== PROBLEM ==
Only the lines below from the one containing "pub fn starting()" to the one containing "pub fn halfmove_clock(&self)" should be repeated, both included and unchanged.

== RECORDS PROVIDED ==
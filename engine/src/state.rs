use std::fmt;
use std::str::FromStr;

use crate::error::FenError;
use crate::position::Position;
use crate::types::{king_home, CastleSide, Color, Piece, PieceKind, Square};

pub const START_FEN: &str = "rnbqkbnr/pppppppp/8/8/8/8/PPPPPPPP/RNBQKBNR w KQkq - 0 1";

#[derive(Copy, Clone, Debug, Default, Eq, PartialEq, Hash)]
pub struct CastlingRights {
    pub white_king_side: bool,
    pub white_queen_side: bool,
    pub black_king_side: bool,
    pub black_queen_side: bool,
}

impl CastlingRights {
    pub const ALL: CastlingRights = CastlingRights {
        white_king_side: true,
        white_queen_side: true,
        black_king_side: true,
        black_queen_side: true,
    };

    pub const NONE: CastlingRights = CastlingRights {
        white_king_side: false,
        white_queen_side: false,
        black_king_side: false,
        black_queen_side: false,
    };

    pub fn get(&self, color: Color, side: CastleSide) -> bool {
        match (color, side) {
            (Color::White, CastleSide::KingSide) => self.white_king_side,
            (Color::White, CastleSide::QueenSide) => self.white_queen_side,
            (Color::Black, CastleSide::KingSide) => self.black_king_side,
            (Color::Black, CastleSide::QueenSide) => self.black_queen_side,
        }
    }

    #[must_use]
    pub fn set(mut self, color: Color, side: CastleSide, allowed: bool) -> Self {
        let flag = match (color, side) {
            (Color::White, CastleSide::KingSide) => &mut self.white_king_side,
            (Color::White, CastleSide::QueenSide) => &mut self.white_queen_side,
            (Color::Black, CastleSide::KingSide) => &mut self.black_king_side,
            (Color::Black, CastleSide::QueenSide) => &mut self.black_queen_side,
        };
        *flag = allowed;
        self
    }

    /// Drops every right whose king or rook starts on `square`.
    #[must_use]
    pub fn without_square(mut self, square: Square) -> Self {
        for color in Color::ALL {
            for side in CastleSide::ALL {
                if square == king_home(color) || square == side.rook_home(color) {
                    self = self.set(color, side, false);
                }
            }
        }
        self
    }

    /// Keeps a right only while its king and rook stand on their home squares.
    #[must_use]
    pub fn validated(mut self, position: &Position) -> Self {
        for color in Color::ALL {
            let king_home_ok =
                position.get(king_home(color)) == Some(Piece::new(color, PieceKind::King));
            for side in CastleSide::ALL {
                let rook_home_ok = position.get(side.rook_home(color))
                    == Some(Piece::new(color, PieceKind::Rook));
                if !(king_home_ok && rook_home_ok) {
                    self = self.set(color, side, false);
                }
            }
        }
        self
    }

    pub fn any(&self) -> bool {
        *self != CastlingRights::NONE
    }

    fn fen_field(&self) -> String {
        let mut rights = String::new();
        for (flag, ch) in [
            (self.white_king_side, 'K'),
            (self.white_queen_side, 'Q'),
            (self.black_king_side, 'k'),
            (self.black_queen_side, 'q'),
        ] {
            if flag {
                rights.push(ch);
            }
        }
        if rights.is_empty() {
            rights.push('-');
        }
        rights
    }
}

/// Everything needed to continue a game from one moment: the position plus
/// side to move, castling rights, en-passant target and move counters.
#[derive(Copy, Clone, Debug, Eq, PartialEq, Hash)]
pub struct GameState {
    position: Position,
    turn: Color,
    castling: CastlingRights,
    en_passant: Option<Square>,
    halfmove_clock: u32,
    fullmove_number: u32,
}

impl GameState {
    /// A fresh snapshot of `position` with every castling right the pieces
    /// still allow, no en-passant target and counters at `0 1`.
    pub fn new(position: Position, turn: Color) -> Self {
        Self {
            position,
            turn,
            castling: CastlingRights::ALL.validated(&position),
            en_passant: None,
            halfmove_clock: 0,
            fullmove_number: 1,
        }
    }

    pub fn starting() -> Self {
        Self::new(Position::starting(), Color::White)
    }

    pub fn position(&self) -> &Position {
        &self.position
    }

    pub fn turn(&self) -> Color {
        self.turn
    }

    pub fn castling(&self) -> CastlingRights {
        self.castling
    }

    pub fn can_castle(&self, color: Color, side: CastleSide) -> bool {
        self.castling.get(color, side)
    }

    pub fn en_passant(&self) -> Option<Square> {
        self.en_passant
    }

    pub fn halfmove_clock(&self) -> u32 {
        self.halfmove_clock
    }

    pub fn fullmove_number(&self) -> u32 {
        self.fullmove_number
    }

    pub fn is_check(&self) -> bool {
        self.position.is_in_check(self.turn)
    }

    #[must_use]
    pub fn with_position(mut self, position: Position) -> Self {
        self.position = position;
        self.castling = self.castling.validated(&position);
        self
    }

    #[must_use]
    pub fn with_turn(mut self, turn: Color) -> Self {
        self.turn = turn;
        self
    }

    #[must_use]
    pub fn with_castling(mut self, castling: CastlingRights) -> Self {
        self.castling = castling.validated(&self.position);
        self
    }

    #[must_use]
    pub fn with_en_passant(mut self, square: Option<Square>) -> Self {
        self.en_passant = square;
        self
    }

    #[must_use]
    pub fn with_halfmove_clock(mut self, clock: u32) -> Self {
        self.halfmove_clock = clock;
        self
    }

    #[must_use]
    pub fn with_fullmove_number(mut self, number: u32) -> Self {
        self.fullmove_number = number.max(1);
        self
    }

    /// Equality that ignores both move counters.
    pub fn same_position(&self, other: &GameState) -> bool {
        self.position == other.position
            && self.turn == other.turn
            && self.castling == other.castling
            && self.en_passant == other.en_passant
    }

    /// Number of plies from this snapshot to `other`, judged by the counters.
    pub fn half_move_difference_to(&self, other: &GameState) -> i64 {
        other.ply() - self.ply()
    }

    fn ply(&self) -> i64 {
        let base = (self.fullmove_number as i64 - 1) * 2;
        match self.turn {
            Color::White => base,
            Color::Black => base + 1,
        }
    }

    /// Parses a FEN record, optionally wrapped as `[FEN "..."]`.
    pub fn from_fen(text: &str) -> Result<Self, FenError> {
        let text = unwrap_fen_tag(text.trim());
        let mut parts = text.split_whitespace();

        let placement = parts.next().ok_or(FenError::MissingField("placement"))?;
        let position = Position::from_placement(placement)?;

        let turn = match parts.next().ok_or(FenError::MissingField("side to move"))? {
            "w" => Color::White,
            "b" => Color::Black,
            other => return Err(FenError::Turn(other.to_string())),
        };

        let castle_field = parts.next().ok_or(FenError::MissingField("castling"))?;
        let mut castling = CastlingRights::NONE;
        if castle_field != "-" {
            for ch in castle_field.chars() {
                castling = match ch {
                    'K' => castling.set(Color::White, CastleSide::KingSide, true),
                    'Q' => castling.set(Color::White, CastleSide::QueenSide, true),
                    'k' => castling.set(Color::Black, CastleSide::KingSide, true),
                    'q' => castling.set(Color::Black, CastleSide::QueenSide, true),
                    _ => return Err(FenError::Castling(castle_field.to_string())),
                };
            }
        }

        let en_passant = match parts.next().ok_or(FenError::MissingField("en passant"))? {
            "-" => None,
            field => Some(
                field
                    .parse::<Square>()
                    .map_err(|_| FenError::EnPassant(field.to_string()))?,
            ),
        };

        let halfmove_clock = parse_counter(parts.next(), 0)?;
        let fullmove_number = parse_counter(parts.next(), 1)?.max(1);

        Ok(Self {
            position,
            turn,
            castling: castling.validated(&position),
            en_passant,
            halfmove_clock,
            fullmove_number,
        })
    }

    pub fn to_fen(&self) -> String {
        let stm = match self.turn {
            Color::White => 'w',
            Color::Black => 'b',
        };
        let enp = self
            .en_passant
            .map(|sq| sq.to_string())
            .unwrap_or_else(|| "-".to_string());
        format!(
            "{} {stm} {} {enp} {} {}",
            self.position.placement(),
            self.castling.fen_field(),
            self.halfmove_clock,
            self.fullmove_number
        )
    }
}

fn unwrap_fen_tag(text: &str) -> &str {
    text.strip_prefix("[FEN")
        .and_then(|rest| rest.trim_end().strip_suffix(']'))
        .map(|rest| rest.trim().trim_matches('"'))
        .unwrap_or(text)
}

fn parse_counter(field: Option<&str>, default: u32) -> Result<u32, FenError> {
    match field {
        None | Some("-") => Ok(default),
        Some(text) => text
            .parse::<u32>()
            .map_err(|_| FenError::Counter(text.to_string())),
    }
}

impl Default for GameState {
    fn default() -> Self {
        Self::starting()
    }
}

impl FromStr for GameState {
    type Err = FenError;

    fn from_str(s: &str) -> Result<Self, Self::Err> {
        Self::from_fen(s)
    }
}

impl fmt::Display for GameState {
    fn fmt(&self, f: &mut fmt::Formatter<'_>) -> fmt::Result {
        f.write_str(&self.to_fen())
    }
}

#[cfg(test)]
mod tests {
    use super::*;

    #[test]
    fn starting_state_matches_start_fen() {
        assert_eq!(GameState::starting().to_fen(), START_FEN);
        assert_eq!(GameState::from_fen(START_FEN).unwrap(), GameState::starting());
    }

    #[test]
    fn castling_letters_need_pieces_at_home() {
        let state = GameState::from_fen("4k3/8/8/8/8/8/8/4K2R w KQkq - 0 1").unwrap();
        assert!(state.can_castle(Color::White, CastleSide::KingSide));
        assert!(!state.can_castle(Color::White, CastleSide::QueenSide));
        assert!(!state.can_castle(Color::Black, CastleSide::KingSide));
        assert_eq!(state.to_fen(), "4k3/8/8/8/8/8/8/4K2R w K - 0 1");
    }

    #[test]
    fn counters_default_when_missing() {
        let state = GameState::from_fen("4k3/8/8/8/8/8/8/4K3 b - -").unwrap();
        assert_eq!(state.halfmove_clock(), 0);
        assert_eq!(state.fullmove_number(), 1);
        let dashed = GameState::from_fen("4k3/8/8/8/8/8/8/4K3 b - - - -").unwrap();
        assert_eq!(dashed, state);
        let zero = GameState::from_fen("4k3/8/8/8/8/8/8/4K3 b - - 3 0").unwrap();
        assert_eq!(zero.fullmove_number(), 1);
    }

    #[test]
    fn accepts_fen_tag_wrapper() {
        let state = GameState::from_fen(&format!("[FEN \"{START_FEN}\"]")).unwrap();
        assert_eq!(state, GameState::starting());
    }

    #[test]
    fn half_move_difference() {
        let start = GameState::starting();
        let later = GameState::from_fen(
            "rnbqkbnr/pppp1ppp/8/4p3/4P3/8/PPPP1PPP/RNBQKBNR w KQkq e6 0 2",
        )
        .unwrap();
        assert_eq!(start.half_move_difference_to(&later), 2);
        assert_eq!(later.half_move_difference_to(&start), -2);
    }
}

== WRITTEN ANSWER ==
    pub fn starting() -> Self {
        Self::new(Position::starting(), Color::White)
    }

    pub fn position(&self) -> &Position {
        &self.position
    }

    pub fn turn(&self) -> Color {
        self.turn
    }

    pub fn castling(&self) -> CastlingRights {
        self.castling
    }

    pub fn can_castle(&self, color: Color, side: CastleSide) -> bool {
        self.castling.get(color, side)
    }

    pub fn en_passant(&self) -> Option<Square> {
        self.en_passant
    }

    pub fn halfmove_clock(&self) -> u32 {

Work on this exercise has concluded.